As in Zink , the Attorney General observed, "the instant appeal requires us to weigh the public interest in disclosure, 'which is de minimis at best,' against the interests of the individuals in nondisclosure of the personal information which he or she 'may fervently wish to remain confidential or [have] only selectively released.'" Id., p. 7, quoting Zink , above, at 829. If the information is released, this office continued, "the students would then be subjected to receiving unsolicited mail from Pick-A-Prof, and perhaps such mail or telephone calls from others." Id., pp. 7-8. Quoting Zink , the Attorney General noted that "[o]ne of our time-honored rights is 'the right to be left alone,' and this office thus "failed to see how an individual who happens to be admitted or transfer to U of L, or any other state university, forfeits that right to privacy absent a prevailing public interest. " Id., p. 8. On the facts presented here, as in that appeal, "the only interest promoted by disclosure would apparently be improving the profit margin of a private entity." Id. Accordingly, this office again concludes that "disclosure of records containing personal information like the names and addresses" of students, among other identifying and contact information, "would constitute a 'clearly unwarranted' invasion of their privacy. " Id. The agency's denial is affirmed on the basis of KRS 61.878(1)(a) per 05-ORD-111, a copy of which is attached hereto and incorporated by reference.
A party aggrieved by this decision may appeal it by initiating action in the appropriate circuit court pursuant to KRS 61.880(5) and KRS 61.882. Pursuant to KRS 61.880(3), the Attorney General should be notified of any action in circuit court, but should not be named as a party in that action or in any subsequent proceeding.
Distributed to:
Ray MulroySherri PawsonAngela D. Koshewa
Footnotes
Footnotes
1 According to its website, http://www.targetpublishing.com, Target is "the leading publisher and conference organi[z]er serving the natural, complementary health markets, leisure, education, sport and eco markets."

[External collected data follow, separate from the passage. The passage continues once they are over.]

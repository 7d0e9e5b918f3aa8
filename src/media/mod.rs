//! Core media types shared by the scan pipeline
//!
//! A `WorkItem` is one title on disk (a folder or a standalone video file).
//! Caches are keyed by `FolderKey`, which optionally carries the name of the
//! media root so that identical leaf names under different roots stay apart.

use std::fmt;
use std::fs;
use std::path::{Path, PathBuf};
use std::str::FromStr;

use serde::{Deserialize, Serialize};

/// Extensions treated as playable video
pub const VIDEO_EXTENSIONS: &[&str] = &["mkv", "avi", "mp4", "m4v", "ts", "mov", "wmv"];

/// Separator between a leaf name and its parent disambiguator
const PARENT_OPEN: &str = "\u{200b} [";

#[derive(Debug, Clone, Copy, PartialEq, Eq, Hash, Serialize, Deserialize)]
#[serde(rename_all = "lowercase")]
pub enum MediaType {
    Movie,
    Series,
}

impl MediaType {
    pub const ALL: [MediaType; 2] = [MediaType::Movie, MediaType::Series];

    pub fn as_str(&self) -> &'static str {
        match self {
            Self::Movie => "movie",
            Self::Series => "series",
        }
    }

    /// Path segment used by TMDB endpoints
    pub fn tmdb_path(&self) -> &'static str {
        match self {
            Self::Movie => "movie",
            Self::Series => "tv",
        }
    }

    /// Library section type on a Plex server
    pub fn plex_section_type(&self) -> &'static str {
        match self {
            Self::Movie => "movie",
            Self::Series => "show",
        }
    }
}

impl fmt::Display for MediaType {
    fn fmt(&self, f: &mut fmt::Formatter<'_>) -> fmt::Result {
        write!(f, "{}", self.as_str())
    }
}

impl FromStr for MediaType {
    type Err = String;

    fn from_str(s: &str) -> Result<Self, Self::Err> {
        match s.to_lowercase().as_str() {
            "movie" | "movies" => Ok(Self::Movie),
            "series" | "tv" | "show" | "shows" => Ok(Self::Series),
            other => Err(format!("unknown media type: {}", other)),
        }
    }
}

/// Cache key for a title
#[derive(Debug, Clone, PartialEq, Eq, Hash)]
pub struct FolderKey {
    pub name: String,
    pub parent: Option<String>,
}

impl FolderKey {
    pub fn new(name: impl Into<String>) -> Self {
        Self {
            name: name.into(),
            parent: None,
        }
    }

    pub fn with_parent(name: impl Into<String>, parent: impl Into<String>) -> Self {
        Self {
            name: name.into(),
            parent: Some(parent.into()),
        }
    }

    /// Split a stored key back into leaf name and parent
    pub fn parse(raw: &str) -> Self {
        if let Some((name, rest)) = raw.split_once(PARENT_OPEN)
            && let Some(parent) = rest.strip_suffix(']')
        {
            return Self::with_parent(name, parent);
        }
        Self::new(raw)
    }

    /// The parent-qualified form, or the bare name when there is no parent
    pub fn qualified(&self) -> String {
        match &self.parent {
            Some(parent) => format!("{}{}{}]", self.name, PARENT_OPEN, parent),
            None => self.name.clone(),
        }
    }

    pub fn bare(&self) -> &str {
        &self.name
    }
}

impl fmt::Display for FolderKey {
    fn fmt(&self, f: &mut fmt::Formatter<'_>) -> fmt::Result {
        write!(f, "{}", self.qualified())
    }
}

/// Identifiers supplied by the caller, e.g. from a webhook payload
#[derive(Debug, Clone, Default, PartialEq, Eq, Serialize, Deserialize)]
pub struct ExplicitIds {
    pub imdb: Option<String>,
    pub tmdb: Option<String>,
    pub tvdb: Option<String>,
}

impl ExplicitIds {
    pub fn is_empty(&self) -> bool {
        self.imdb.is_none() && self.tmdb.is_none() && self.tvdb.is_none()
    }
}

/// One unit of scan work
#[derive(Debug, Clone, PartialEq)]
pub struct WorkItem {
    pub name: String,
    /// Folder holding the artwork; for file items this is the directory containing the file
    pub folder: PathBuf,
    pub media_type: MediaType,
    pub is_file: bool,
    pub forced: bool,
    pub avoid_year_match: bool,
    pub explicit_ids: ExplicitIds,
    pub poster_file_name: String,
    pub backdrop_file_name: String,
    pub retry_attempted: bool,
}

impl WorkItem {
    /// A title stored as its own folder
    pub fn folder(path: impl Into<PathBuf>, media_type: MediaType) -> Self {
        let folder = path.into();
        let name = file_name_lossy(&folder);
        Self {
            name,
            folder,
            media_type,
            is_file: false,
            forced: false,
            avoid_year_match: false,
            explicit_ids: ExplicitIds::default(),
            poster_file_name: "poster.jpg".to_string(),
            backdrop_file_name: "background.jpg".to_string(),
            retry_attempted: false,
        }
    }

    /// A standalone video file sitting directly in a media root
    pub fn file(path: &Path, media_type: MediaType) -> Self {
        let name = file_name_lossy(path);
        let stem = path
            .file_stem()
            .map(|s| s.to_string_lossy().into_owned())
            .unwrap_or_else(|| name.clone());
        Self {
            folder: path.parent().map(Path::to_path_buf).unwrap_or_default(),
            is_file: true,
            poster_file_name: format!("{}.jpg", stem),
            backdrop_file_name: format!("{}-fanart.jpg", stem),
            name,
            ..Self::folder(PathBuf::new(), media_type)
        }
    }

    pub fn forced(mut self, forced: bool) -> Self {
        self.forced = forced;
        self
    }

    pub fn avoid_year_match(mut self, avoid: bool) -> Self {
        self.avoid_year_match = avoid;
        self
    }

    pub fn with_ids(mut self, ids: ExplicitIds) -> Self {
        self.explicit_ids = ids;
        self
    }

    /// The media root the item belongs to; folder-level settings are keyed by it
    pub fn parent_media_folder(&self) -> PathBuf {
        if self.is_file {
            self.folder.clone()
        } else {
            self.folder
                .parent()
                .map(Path::to_path_buf)
                .unwrap_or_else(|| self.folder.clone())
        }
    }

    pub fn folder_key(&self) -> FolderKey {
        let parent = self.parent_media_folder();
        match parent.file_name() {
            Some(parent) => FolderKey::with_parent(&self.name, parent.to_string_lossy()),
            None => FolderKey::new(&self.name),
        }
    }

    /// Path of the video this item represents, when one can be found
    pub fn media_file(&self, target_folder: &Path) -> Option<PathBuf> {
        if self.is_file {
            return Some(self.folder.join(&self.name));
        }
        match self.media_type {
            MediaType::Series => first_episode_file(target_folder),
            MediaType::Movie => first_feature_video(target_folder),
        }
    }
}

/// Notification that a title's artwork changed
#[derive(Debug, Clone, PartialEq, Eq)]
pub struct RefreshRequest {
    pub media_file: PathBuf,
    pub media_folder: PathBuf,
    pub media_type: MediaType,
}

pub fn file_name_lossy(path: &Path) -> String {
    path.file_name()
        .map(|n| n.to_string_lossy().into_owned())
        .unwrap_or_default()
}

pub fn is_video_file(path: &Path) -> bool {
    path.extension()
        .and_then(|e| e.to_str())
        .map(|e| VIDEO_EXTENSIONS.contains(&e.to_lowercase().as_str()))
        .unwrap_or(false)
}

/// Entries in a directory, sorted by name; unreadable directories yield nothing
pub fn list_entries(dir: &Path) -> Vec<PathBuf> {
    let mut entries: Vec<PathBuf> = fs::read_dir(dir)
        .map(|rd| rd.filter_map(|e| e.ok()).map(|e| e.path()).collect())
        .unwrap_or_default();
    entries.sort();
    entries
}

pub fn subdirectories(dir: &Path) -> Vec<PathBuf> {
    list_entries(dir).into_iter().filter(|p| p.is_dir()).collect()
}

pub fn video_files(dir: &Path) -> Vec<PathBuf> {
    list_entries(dir)
        .into_iter()
        .filter(|p| p.is_file() && is_video_file(p))
        .collect()
}

/// First video in a movie folder that is not a trailer
pub fn first_feature_video(dir: &Path) -> Option<PathBuf> {
    video_files(dir)
        .into_iter()
        .find(|p| !file_name_lossy(p).to_lowercase().contains("trailer"))
}

/// First video of the first season folder that has one, else a loose episode
pub fn first_episode_file(series_dir: &Path) -> Option<PathBuf> {
    for season in subdirectories(series_dir) {
        let found = walkdir::WalkDir::new(&season)
            .max_depth(2)
            .sort_by_file_name()
            .into_iter()
            .filter_map(|e| e.ok())
            .find(|e| e.file_type().is_file() && is_video_file(e.path()));
        if let Some(entry) = found {
            return Some(entry.into_path());
        }
    }
    video_files(series_dir).into_iter().next()
}

#[cfg(test)]
mod tests {
    use super::*;
    use tempfile::TempDir;

    #[test]
    fn test_folder_key_round_trip() {
        let key = FolderKey::with_parent("Dune", "Movies 4K");
        let parsed = FolderKey::parse(&key.qualified());
        assert_eq!(parsed, key);
        assert_eq!(FolderKey::parse("Dune"), FolderKey::new("Dune"));
    }

    #[test]
    fn test_file_item_names() {
        let item = WorkItem::file(Path::new("/media/movies/Heat (1995).mkv"), MediaType::Movie);
        assert_eq!(item.name, "Heat (1995).mkv");
        assert_eq!(item.folder, PathBuf::from("/media/movies"));
        assert_eq!(item.poster_file_name, "Heat (1995).jpg");
        assert_eq!(item.backdrop_file_name, "Heat (1995)-fanart.jpg");
        assert_eq!(item.parent_media_folder(), PathBuf::from("/media/movies"));
        assert_eq!(item.folder_key().parent.as_deref(), Some("movies"));
    }

    #[test]
    fn test_folder_item_parent() {
        let item = WorkItem::folder("/media/tv/Severance", MediaType::Series);
        assert_eq!(item.name, "Severance");
        assert_eq!(item.parent_media_folder(), PathBuf::from("/media/tv"));
        assert_eq!(item.poster_file_name, "poster.jpg");
    }

    #[test]
    fn test_media_type_parse() {
        assert_eq!("tv".parse::<MediaType>(), Ok(MediaType::Series));
        assert_eq!("Movie".parse::<MediaType>(), Ok(MediaType::Movie));
        assert!("music".parse::<MediaType>().is_err());
    }

    #[test]
    fn test_first_feature_skips_trailers() {
        let dir = TempDir::new().unwrap();
        fs::write(dir.path().join("a-trailer.mkv"), b"").unwrap();
        fs::write(dir.path().join("movie.mkv"), b"").unwrap();
        fs::write(dir.path().join("notes.txt"), b"").unwrap();
        assert_eq!(first_feature_video(dir.path()), Some(dir.path().join("movie.mkv")));
    }

    #[test]
    fn test_first_episode_prefers_first_season() {
        let dir = TempDir::new().unwrap();
        fs::create_dir_all(dir.path().join("Season 01")).unwrap();
        fs::create_dir_all(dir.path().join("Season 02")).unwrap();
        fs::write(dir.path().join("Season 02/s02e01.mkv"), b"").unwrap();
        fs::write(dir.path().join("Season 01/s01e02.mkv"), b"").unwrap();
        fs::write(dir.path().join("Season 01/s01e01.mkv"), b"").unwrap();
        assert_eq!(
            first_episode_file(dir.path()),
            Some(dir.path().join("Season 01/s01e01.mkv"))
        );
    }
}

2 "Directory information" is a term utilized in The Family Educational Rights and Privacy Act (FERPA), codified at 20 U.S.C.A. § 1232g, subsection(b) of which provides, in relevant part:
(1) No funds shall be made available under any applicable program to any educational agency or institution which has a policy or practice of permitting the release of education records (or personally identifiable information contained therein other than directory information, as defined in paragraph (5) of subsection (1) of this section) of students without the written consent of their parents to any individual, agency, or organization, other than to [specified individuals under specified conditions listed at (b)(1)(A)-(J)].

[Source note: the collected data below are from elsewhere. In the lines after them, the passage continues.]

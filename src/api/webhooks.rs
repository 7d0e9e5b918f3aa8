//! Radarr and Sonarr webhook receivers

use axum::{extract::State, http::StatusCode, routing::post, Json, Router};

use crate::services::webhooks::{RadarrPayload, SonarrPayload};
use crate::services::WebhookOutcome;
use crate::AppState;

fn respond(outcome: WebhookOutcome) -> (StatusCode, String) {
    match outcome {
        WebhookOutcome::Queued(_) => (StatusCode::OK, "Success".to_string()),
        WebhookOutcome::NotUseful(event_type) => (StatusCode::OK, format!("{} event is not useful", event_type)),
        WebhookOutcome::Duplicate => (StatusCode::OK, "Duplicate event ignored".to_string()),
        WebhookOutcome::PathInaccessible(_) => (StatusCode::INTERNAL_SERVER_ERROR, "Path inaccessible".to_string()),
    }
}

async fn radarr(State(state): State<AppState>, Json(payload): Json<RadarrPayload>) -> (StatusCode, String) {
    respond(state.webhooks.radarr(payload))
}

async fn sonarr(State(state): State<AppState>, Json(payload): Json<SonarrPayload>) -> (StatusCode, String) {
    respond(state.webhooks.sonarr(payload))
}

pub fn router() -> Router<AppState> {
    Router::new()
        .route("/radarr", post(radarr))
        .route("/sonarr", post(sonarr))
}
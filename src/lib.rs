//! postersync - keeps poster and backdrop artwork for a media library in sync
//!
//! Folders found by scans, the filesystem watcher and Radarr/Sonarr webhooks
//! are queued as work items. Each item is matched to an IMDb id through a
//! waterfall of caches and search providers, its artwork is fetched from the
//! rating poster service, and a media server refresh is scheduled.

pub mod api;
pub mod app;
pub mod cli;
pub mod config;
pub mod error;
pub mod jobs;
pub mod media;
pub mod services;

pub use app::{AppState, build_app};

3 Because U of L has acknowledged this omission, which constituted a violation of KRS 61.880(1), (as did the failure to explain how the exception applied to any records withheld), and the law regarding application of this provision, which U of L is undoubtedly familiar with, is well-established, this office will not unnecessarily lengthen the instant decision with a summary of the relevant legal authority. See 10-ORD-201.